Any individual test or test battery needs to be meaningfully tied to the job. If you're using full-scale intelligence tests for entry-level store clerks, you're asking for trouble. However, personality testing for managers or others in people-interface jobs makes sense. These are the things you need to consider with any testing system, and any selection process in general.

Be sure it is appropriate for your purposes and for your population. You should not use a calculus test for entry-level customer service reps or a low-level personality typing measure for executive selection.

Be sure it is fair. It should not systematically exclude any people or categories due to non-job-related factors (e.g., ethnicity, gender, religion). You need to be able to demonstrate that your test results are related to job behaviors, not unrelated factors. You want to discriminate between good and poor job performers, not between groups of people on factors other than job performance. Periodic checks for adverse impact are necessary to ensure consistent fairness.

Be sure it is reliable. It should provide consistent results over time. If your test gives the same general results when you test the same people with it later (test-retest reliability), that is a good sign. However, it is not the whole story. If your thermometer consistently registers ten degrees warmer than the actual temperature, it is reliable, but also wrong. This is where validity comes in.

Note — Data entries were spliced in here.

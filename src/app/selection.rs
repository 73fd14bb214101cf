use crate::render::{DrawableId, Gumball, GumballStyle, RenderBackend, RenderError};
use crate::scene::{ObjectId, PlacedObject};
use glam::Vec3;

#[derive(Debug)]
struct ActiveSelection {
    parcel: ObjectId,
    drawable: Option<DrawableId>,
    /// Emissive the drawable had before it was highlighted.
    restore_emissive: [f32; 3],
    gumball: Gumball,
}

/// At most one selected parcel, its highlight and its gumball.
///
/// The gumball lives inside the selection, so a gumball without a selection
/// (or a selection without one) cannot be represented.
#[derive(Debug, Default)]
pub struct Selection {
    active: Option<ActiveSelection>,
}

impl Selection {
    pub fn new() -> Self {
        Self { active: None }
    }

    pub fn selected(&self) -> Option<ObjectId> {
        self.active.as_ref().map(|active| active.parcel)
    }

    pub fn gumball(&self) -> Option<&Gumball> {
        self.active.as_ref().map(|active| &active.gumball)
    }

    /// Selects `parcel`, replacing any previous selection. Returns whether
    /// the selected id changed.
    ///
    /// If the gumball cannot be built the previous selection has already
    /// been cleared and nothing stays selected.
    pub fn select(
        &mut self,
        backend: &mut dyn RenderBackend,
        parcel: &PlacedObject,
        style: &GumballStyle,
        highlight: [f32; 3],
    ) -> Result<bool, RenderError> {
        if self.selected() == Some(parcel.id) {
            return Ok(false);
        }
        self.deselect(backend);

        let restore_emissive = match parcel.render_handle {
            Some(id) => {
                let previous = backend.emissive(id);
                backend.set_emissive(id, highlight);
                previous
            }
            None => [0.0; 3],
        };

        let gumball = match Gumball::create(backend, parcel.position, style) {
            Ok(gumball) => gumball,
            Err(err) => {
                if let Some(id) = parcel.render_handle {
                    backend.set_emissive(id, restore_emissive);
                }
                return Err(err);
            }
        };

        self.active = Some(ActiveSelection {
            parcel: parcel.id,
            drawable: parcel.render_handle,
            restore_emissive,
            gumball,
        });
        Ok(true)
    }

    /// Clears the highlight and frees the gumball. Returns whether anything
    /// was selected.
    pub fn deselect(&mut self, backend: &mut dyn RenderBackend) -> bool {
        let Some(active) = self.active.take() else {
            return false;
        };
        if let Some(id) = active.drawable {
            backend.set_emissive(id, active.restore_emissive);
        }
        active.gumball.release(backend);
        true
    }

    /// Keeps the gumball on the selected parcel after a move.
    pub fn follow(&mut self, backend: &mut dyn RenderBackend, position: Vec3) {
        if let Some(active) = &mut self.active {
            active.gumball.set_origin(backend, position);
        }
    }

    /// Points the highlight at a rebuilt drawable. The previous drawable is
    /// assumed to be gone, so it is not restored.
    pub fn rebind_drawable(
        &mut self,
        backend: &mut dyn RenderBackend,
        drawable: Option<DrawableId>,
        highlight: [f32; 3],
    ) {
        let Some(active) = &mut self.active else {
            return;
        };
        active.drawable = drawable;
        active.restore_emissive = match drawable {
            Some(id) => {
                let previous = backend.emissive(id);
                backend.set_emissive(id, highlight);
                previous
            }
            None => [0.0; 3],
        };
    }
}
//! Debrid cache service contract.
//!
//! Only the query/lookup side of the service is consumed: cache checks,
//! adding a torrent by hash, listing the user's torrents and files, and
//! resolving a file to a direct URL. Download lifecycle management stays
//! with the service.

pub mod torbox;

use std::collections::HashMap;

use async_trait::async_trait;
use reqwest::StatusCode;
use serde::{Deserialize, Serialize};
use thiserror::Error;
use tokio_util::sync::CancellationToken;

use crate::fetch::FetchError;
use crate::stream::InfoHash;

pub use torbox::TorboxClient;

/// Debrid service failures.
#[derive(Debug, Error)]
pub enum DebridError {
    #[error("debrid credential rejected")]
    Unauthorized,

    #[error("debrid API error: {0}")]
    Api(String),

    #[error(transparent)]
    Fetch(FetchError),
}

impl From<FetchError> for DebridError {
    fn from(e: FetchError) -> Self {
        match e.status() {
            Some(StatusCode::UNAUTHORIZED | StatusCode::FORBIDDEN) => DebridError::Unauthorized,
            _ => DebridError::Fetch(e),
        }
    }
}

/// A torrent known to the debrid service.
#[derive(Debug, Clone, PartialEq, Eq, Serialize, Deserialize)]
pub struct DebridTorrent {
    pub id: String,
    pub name: String,
    pub size: u64,
    pub hash: Option<InfoHash>,
}

/// A file inside a debrid torrent with its playable URL.
#[derive(Debug, Clone, PartialEq, Eq, Serialize, Deserialize)]
pub struct DebridFile {
    pub index: u32,
    pub name: String,
    pub size: u64,
    pub stream_url: String,
}

/// Query contract of a debrid cache service.
#[async_trait]
pub trait DebridService: Send + Sync {
    /// Short lowercase service name (e.g. `"torbox"`).
    fn name(&self) -> &'static str;

    /// Largest number of hashes accepted by one cache check.
    fn max_batch(&self) -> usize {
        100
    }

    /// Cached status for every hash in one call. Every requested hash is
    /// present in the returned map.
    async fn batch_check_cached(
        &self,
        hashes: &[InfoHash],
        cancel: &CancellationToken,
    ) -> Result<HashMap<InfoHash, bool>, DebridError>;

    async fn add_torrent(
        &self,
        hash: &InfoHash,
        cancel: &CancellationToken,
    ) -> Result<DebridTorrent, DebridError>;

    /// Direct URL for a file of a torrent already in the user's library,
    /// `None` if the torrent is not there.
    async fn resolve_stream_url(
        &self,
        hash: &InfoHash,
        file_index: Option<u32>,
        cancel: &CancellationToken,
    ) -> Result<Option<String>, DebridError>;

    async fn list_user_torrents(
        &self,
        cancel: &CancellationToken,
    ) -> Result<Vec<DebridTorrent>, DebridError>;

    async fn get_torrent_files(
        &self,
        id: &str,
        cancel: &CancellationToken,
    ) -> Result<Vec<DebridFile>, DebridError>;
}
//! Benchmarks for release-title classification and the merge/rank pipeline.
//!
//! Measures per-title pattern extraction and the cost of deduplicating and
//! ranking a realistic multi-provider result set.
//!
//! Run with: `cargo bench --bench classify_bench`

use criterion::{black_box, criterion_group, criterion_main, BenchmarkId, Criterion};
use reelsource::aggregate::rank::{rank, RankOptions};
use reelsource::aggregate::{SizeOrder, SourceMode};
use reelsource::classify::{classify_stream, classify_text};
use reelsource::merge::merge;
use reelsource::{ClassifiedStream, InfoHash, Stream};

// ---------------------------------------------------------------------------
// Title datasets
// ---------------------------------------------------------------------------

/// Aggregator-style multi-line descriptions.
const RICH_TITLES: &[&str] = &[
    "Torrentio\n4k DV | HDR\nMovie.2023.2160p.BluRay.REMUX.HEVC.TrueHD.Atmos\n👤 42 💾 58.3 GB ⚙️ TGx\n🇬🇧 / 🇮🇹",
    "Torrentio\n1080p\nShow.S02E05.1080p.WEB-DL.DDP5.1.H.264\n👤 311 💾 2.4 GB ⚙️ EZTV",
    "[TB+] Torrentio\n4k HDR10+\nMovie.2021.2160p.AMZN.WEB-DL.DDP5.1.HDR10+.HEVC\n👤 18 💾 19.7 GB\nMulti Audio / 🇫🇷 / 🇪🇸",
];

/// Bare release names.
const PLAIN_TITLES: &[&str] = &[
    "Movie.2019.720p.BluRay.x264",
    "Show.S01E01.480p.HDTV.XviD",
    "Documentary.2020.1080p.WEBRip.AAC2.0.x264",
];

/// Text with nothing to extract.
const EMPTY_TITLES: &[&str] = &["Episode one", "", "Stream"];

// ---------------------------------------------------------------------------
// Classification
// ---------------------------------------------------------------------------

fn bench_classify_text(c: &mut Criterion) {
    let mut group = c.benchmark_group("classify_text");

    group.bench_function("rich", |b| {
        b.iter(|| {
            for title in RICH_TITLES {
                black_box(classify_text(black_box(title)));
            }
        });
    });

    group.bench_function("plain", |b| {
        b.iter(|| {
            for title in PLAIN_TITLES {
                black_box(classify_text(black_box(title)));
            }
        });
    });

    group.bench_function("nothing_to_extract", |b| {
        b.iter(|| {
            for title in EMPTY_TITLES {
                black_box(classify_text(black_box(title)));
            }
        });
    });

    group.finish();
}

// ---------------------------------------------------------------------------
// Merge + rank
// ---------------------------------------------------------------------------

/// `providers` result lists of `per_provider` torrents each, with every
/// provider overlapping half of the previous one.
fn provider_results(providers: usize, per_provider: usize) -> Vec<Vec<Stream>> {
    (0..providers)
        .map(|p| {
            let start = p * per_provider / 2;
            (start..start + per_provider)
                .map(|i| {
                    let hash = InfoHash::parse(&format!("{i:040x}")).expect("valid hash");
                    let title = RICH_TITLES[i % RICH_TITLES.len()];
                    Stream::torrent(hash, format!("p{p}"), format!("Provider {p}"), title, title)
                })
                .collect()
        })
        .collect()
}

fn bench_pipeline(c: &mut Criterion) {
    let mut group = c.benchmark_group("merge_rank");

    for &(providers, per_provider) in &[(3, 20), (8, 50), (16, 100)] {
        let input = provider_results(providers, per_provider);
        group.bench_with_input(
            BenchmarkId::from_parameter(format!("{providers}x{per_provider}")),
            &input,
            |b, input| {
                b.iter(|| {
                    let classified: Vec<Vec<ClassifiedStream>> = input
                        .iter()
                        .map(|streams| streams.iter().cloned().map(classify_stream).collect())
                        .collect();
                    let merged = merge(classified);
                    black_box(rank(
                        merged,
                        RankOptions::for_mode(SourceMode::ThirdParty, SizeOrder::Descending),
                    ))
                });
            },
        );
    }

    group.finish();
}

criterion_group!(benches, bench_classify_text, bench_pipeline);
criterion_main!(benches);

Be sure it is valid. It should do what it is supposed to do. The primary types of validity as it concerns selection testing are listed below.

  • Content validity refers to the fit between the test and the content of the job. For instance, if you were testing candidates for a financial analyst and part of the battery included questions about how to interpret information found on balance sheets, that portion of the test would be considered of high content validity. That is, it provides a good sample of the actual content of the position. Such an item would also be said to have high face validity in that it appears to measure what the job requires. It would make sense to a casual observer that this type of test would be included in a selection test for this type of job.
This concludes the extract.